Manning, in full military uniform, showed little emotion as he heard his fate in a nine-minute judgment that could still see him jailed for a total of 136 years for handing classified information to WikiLeaks, the anti-secrecy website headed by Julian Assange.

Tuesday's verdict follows an exhaustive two-month court martial at the Fort Meade military base in Maryland, near the US capital.

Manning's sentencing, which could take up to one month of further court time, will begin Wednesday.

The 25-year-old US Army private was working as an intelligence analyst near Baghdad when he was arrested more than three years ago and he has been in military custody ever since.

Having admitted earlier this year that he had passed a trove of 700,000 documents to WikiLeaks, Manning's culpability was no longer in question and he was ultimately found guilty of all but two of the 22 offenses for which he was tried.

But he was cleared of the court martial's most controversial charge, that of "aiding the enemy".

Government lawyers argued that the soldier exhibited malign intent in transmitting the files to WikiLeaks, which later published them, much to the embarrassment of the United States and its allies.

The prosecution had argued that Manning's actions directly benefited Osama bin Laden and Al-Qaeda, but Colonel Denise Lind, the presiding judge, was not persuaded beyond a reasonable doubt that such damage had occurred.

"On charge one court finds you not guilty," Lind told Manning. That charge on its own carried a life sentence.

Lind warned the court that outbursts from members of the public during the verdict would see them ejected and the audience duly stayed silent as she then convicted Manning of all but one of the remaining charges.

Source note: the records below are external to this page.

//! Simulation engine: every growth instance the host knows about.
//!
//! `GrowthEngine` owns one hecs world per region, the profile registry and the
//! seeded RNG. Each tick it steps every instance, forwards effect requests to
//! the host, persists and syncs dirty instances, and despawns the ones that
//! spent their last charge. Completely headless, enabling deterministic testing.

use std::collections::BTreeMap;
use std::f64::consts::TAU;

use glam::DVec3;
use hecs::World;
use log::info;
use rand::{Rng, SeedableRng};
use rand_chacha::ChaCha8Rng;
use serde::{Deserialize, Serialize};

use growth_core::constants::COOLDOWN_SWEEP_INTERVAL;
use growth_core::definition::Overrides;
use growth_core::enums::ArmCause;
use growth_core::events::EffectRequest;
use growth_core::types::{HeldItem, SimTime};

use crate::host::{RegionScope, SimHost};
use crate::instance::{GrowthInstance, TickContext};
use crate::persistence::{self, StateBlob, StateStore};
use crate::registry::ProfileRegistry;

/// Configuration for starting a new engine.
#[derive(Debug, Clone)]
pub struct SimConfig {
    /// RNG seed for determinism. Same seed = same wobble phases.
    pub seed: u64,
    /// Ticks between sweeps of expired per-target cooldowns. 0 disables sweeping.
    pub cooldown_sweep_interval: u64,
}

impl Default for SimConfig {
    fn default() -> Self {
        Self {
            seed: 42,
            cooldown_sweep_interval: COOLDOWN_SWEEP_INTERVAL,
        }
    }
}

/// Host world or dimension an instance lives in.
#[derive(Debug, Clone, Copy, PartialEq, Eq, PartialOrd, Ord, Hash, Serialize, Deserialize)]
pub struct RegionId(pub u32);

/// Stable handle to one instance.
#[derive(Debug, Clone, Copy, PartialEq, Eq, Hash)]
pub struct InstanceKey {
    pub region: RegionId,
    pub entity: hecs::Entity,
}

/// What happened during one engine tick.
#[derive(Debug, Clone, Default)]
pub struct TickReport {
    pub tick: u64,
    pub instances: usize,
    pub effects: usize,
    /// Instances whose state was persisted and synced.
    pub saved: Vec<InstanceKey>,
    /// Instances despawned after their last charge.
    pub removed: Vec<InstanceKey>,
    pub reshaped: usize,
}

pub struct GrowthEngine {
    registry: ProfileRegistry,
    regions: BTreeMap<RegionId, World>,
    time: SimTime,
    rng: ChaCha8Rng,
    sweep_interval: u64,
    effects: Vec<EffectRequest>,
    despawn_buffer: Vec<InstanceKey>,
}

impl GrowthEngine {
    pub fn new(config: SimConfig, registry: ProfileRegistry) -> Self {
        Self {
            registry,
            regions: BTreeMap::new(),
            time: SimTime::default(),
            rng: ChaCha8Rng::seed_from_u64(config.seed),
            sweep_interval: config.cooldown_sweep_interval,
            effects: Vec::new(),
            despawn_buffer: Vec::new(),
        }
    }

    pub fn registry(&self) -> &ProfileRegistry {
        &self.registry
    }

    /// Mutable registry access for hot reloads. Instances pick up changed
    /// definitions on their next tick.
    pub fn registry_mut(&mut self) -> &mut ProfileRegistry {
        &mut self.registry
    }

    pub fn time(&self) -> SimTime {
        self.time
    }

    /// Spawn a fresh instance of `definition_id` at `anchor`.
    pub fn spawn(&mut self, region: RegionId, definition_id: &str, anchor: DVec3) -> InstanceKey {
        let phase = self.rng.gen_range(0.0..TAU);
        let instance = GrowthInstance::new(definition_id, anchor, phase, &self.registry);
        let entity = self.regions.entry(region).or_default().spawn((instance,));
        info!("Spawned '{definition_id}' in region {} at {anchor}", region.0);
        InstanceKey { region, entity }
    }

    /// Recreate a persisted instance.
    pub fn restore(&mut self, region: RegionId, store: &dyn StateStore) -> InstanceKey {
        let instance = persistence::load_instance(store, &self.registry);
        info!(
            "Restored '{}' in region {} (fuse armed: {})",
            instance.definition_id(),
            region.0,
            instance.is_fuse_armed()
        );
        let entity = self.regions.entry(region).or_default().spawn((instance,));
        InstanceKey { region, entity }
    }

    /// Remove an instance at the host's request.
    pub fn despawn(&mut self, key: InstanceKey) -> bool {
        let Some(world) = self.regions.get_mut(&key.region) else {
            return false;
        };
        world.despawn(key.entity).is_ok()
    }

    pub fn contains(&self, key: InstanceKey) -> bool {
        self.regions
            .get(&key.region)
            .is_some_and(|world| world.contains(key.entity))
    }

    pub fn instance_count(&self) -> usize {
        self.regions.values().map(|world| world.len() as usize).sum()
    }

    /// Keys of every instance in `region`.
    pub fn instance_keys(&self, region: RegionId) -> Vec<InstanceKey> {
        let Some(world) = self.regions.get(&region) else {
            return Vec::new();
        };
        world
            .iter()
            .map(|entity| InstanceKey {
                region,
                entity: entity.entity(),
            })
            .collect()
    }

    /// Read-only access to one instance.
    pub fn with_instance<R>(&self, key: InstanceKey, f: impl FnOnce(&GrowthInstance) -> R) -> Option<R> {
        let world = self.regions.get(&key.region)?;
        let instance = world.get::<&GrowthInstance>(key.entity).ok()?;
        Some(f(&instance))
    }

    fn with_instance_mut<R>(
        &mut self,
        key: InstanceKey,
        f: impl FnOnce(&mut GrowthInstance, &ProfileRegistry) -> R,
    ) -> Option<R> {
        let world = self.regions.get_mut(&key.region)?;
        let mut instance = world.get::<&mut GrowthInstance>(key.entity).ok()?;
        Some(f(&mut instance, &self.registry))
    }

    /// Persisted form of one instance.
    pub fn blob(&self, key: InstanceKey) -> Option<StateBlob> {
        self.with_instance(key, persistence::to_blob)
    }

    /// Advance every instance by one tick.
    pub fn tick(&mut self, host: &mut dyn SimHost) -> TickReport {
        let now = self.time.tick;
        let mut report = TickReport {
            tick: now,
            ..Default::default()
        };

        for (&region, world) in self.regions.iter_mut() {
            for (entity, instance) in world.query_mut::<&mut GrowthInstance>() {
                let key = InstanceKey { region, entity };
                let outcome = {
                    let scope = RegionScope {
                        host: &*host,
                        region,
                    };
                    let mut ctx = TickContext {
                        now,
                        sweep_interval: self.sweep_interval,
                        registry: &self.registry,
                        targets: &scope,
                        effects: &mut self.effects,
                    };
                    instance.tick(&mut ctx)
                };
                report.instances += 1;
                report.effects += self.effects.len();
                for request in self.effects.drain(..) {
                    host.submit(key, request);
                }

                if outcome.remove {
                    self.despawn_buffer.push(key);
                    continue;
                }
                if outcome.shape_dirty {
                    report.reshaped += 1;
                }
                if outcome.needs_save() {
                    host.persist(key, &persistence::to_blob(instance));
                    host.request_sync(key);
                    report.saved.push(key);
                }
            }
        }

        for key in self.despawn_buffer.drain(..) {
            if let Some(world) = self.regions.get_mut(&key.region) {
                let _ = world.despawn(key.entity);
            }
            info!("Removed instance {:?} in region {}: charges spent", key.entity, key.region.0);
            report.removed.push(key);
        }

        self.time.advance();
        report
    }

    /// Switch an instance to another definition, resetting its state.
    pub fn set_definition_id(&mut self, key: InstanceKey, id: &str, host: &mut dyn SimHost) -> bool {
        let changed = self
            .with_instance_mut(key, |instance, registry| {
                let changed = instance.set_definition_id(id, registry);
                changed.then(|| persistence::to_blob(instance))
            })
            .flatten();
        Self::flush(key, changed, host)
    }

    /// Merge an override patch into an instance. Resets its state when anything changed.
    pub fn apply_overrides(&mut self, key: InstanceKey, patch: &Overrides, host: &mut dyn SimHost) -> bool {
        let changed = self
            .with_instance_mut(key, |instance, registry| {
                let changed = instance.apply_overrides(patch, registry);
                changed.then(|| persistence::to_blob(instance))
            })
            .flatten();
        Self::flush(key, changed, host)
    }

    /// Try to arm an instance's fuse from a player interaction.
    pub fn handle_manual_arm_request(
        &mut self,
        key: InstanceKey,
        cause: ArmCause,
        held: Option<&HeldItem>,
        host: &mut dyn SimHost,
    ) -> bool {
        let mut effects = Vec::new();
        let changed = self
            .with_instance_mut(key, |instance, registry| {
                let accepted = instance.handle_manual_arm_request(cause, held, registry, &mut effects);
                accepted.then(|| persistence::to_blob(instance))
            })
            .flatten();
        for request in effects {
            host.submit(key, request);
        }
        Self::flush(key, changed, host)
    }

    pub fn can_arm_preview(&self, key: InstanceKey, cause: ArmCause, held: Option<&HeldItem>) -> bool {
        self.with_instance(key, |instance| {
            instance.can_arm_preview(cause, held, &self.registry)
        })
        .unwrap_or(false)
    }

    /// Disarm an instance's fuse and drop any pending burst.
    pub fn disarm(&mut self, key: InstanceKey, host: &mut dyn SimHost) -> bool {
        let mut effects = Vec::new();
        let changed = self
            .with_instance_mut(key, |instance, _| {
                instance
                    .disarm(&mut effects)
                    .then(|| persistence::to_blob(instance))
            })
            .flatten();
        for request in effects {
            host.submit(key, request);
        }
        Self::flush(key, changed, host)
    }

    fn flush(key: InstanceKey, blob: Option<StateBlob>, host: &mut dyn SimHost) -> bool {
        let Some(blob) = blob else {
            return false;
        };
        host.persist(key, &blob);
        host.request_sync(key);
        true
    }
}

Lind found the soldier guilty of seven of eight counts he faced under the Espionage Act, including counts of stealing US government property and the committal of computer fraud relating to confidential records.

He was also guilty of "wanton publication of intelligence on the Internet," and of leaking graphic cockpit footage of two US Apache attack helicopters killing 12 civilians on a Baghdad street -- a video dubbed "Collateral Murder" when it was released by WikiLeaks.

Manning was found not guilty of leaking classified records relating to a US military air strike in the Granai region of Afghanistan in May 2009.

The Afghan government said some 140 civilians were killed in the strike, including 92 children, but the United States put the toll at less than 100 and said 65 of those killed were insurgents.

Manning was also convicted on all five counts that he failed to obey military orders and regulations in his handling and improper storage of confidential information.

The case is considered crucial to the fate of those who disclose government information. Manning's disclosures largely comprised US diplomatic cables and classified battlefield reports from the wars in Iraq and Afghanistan.

The judgment was greeted with fury by WikiLeaks, who said on Twitter that the court's decision reflected "dangerous national security extremism" on the part of US President Barack Obama's White House.

Manning's conviction, it added, set a "very serious new precedent for supplying information to the press."

WikiLeaks is also working with a second American leaker, civilian former intelligence technician Edward Snowden, who is seeking asylum in Russia after revealing secret US electronic surveillance programs.

His supporters have cited Manning's trial as proof that Snowden was right to flee abroad with his leaks rather than face trial at home.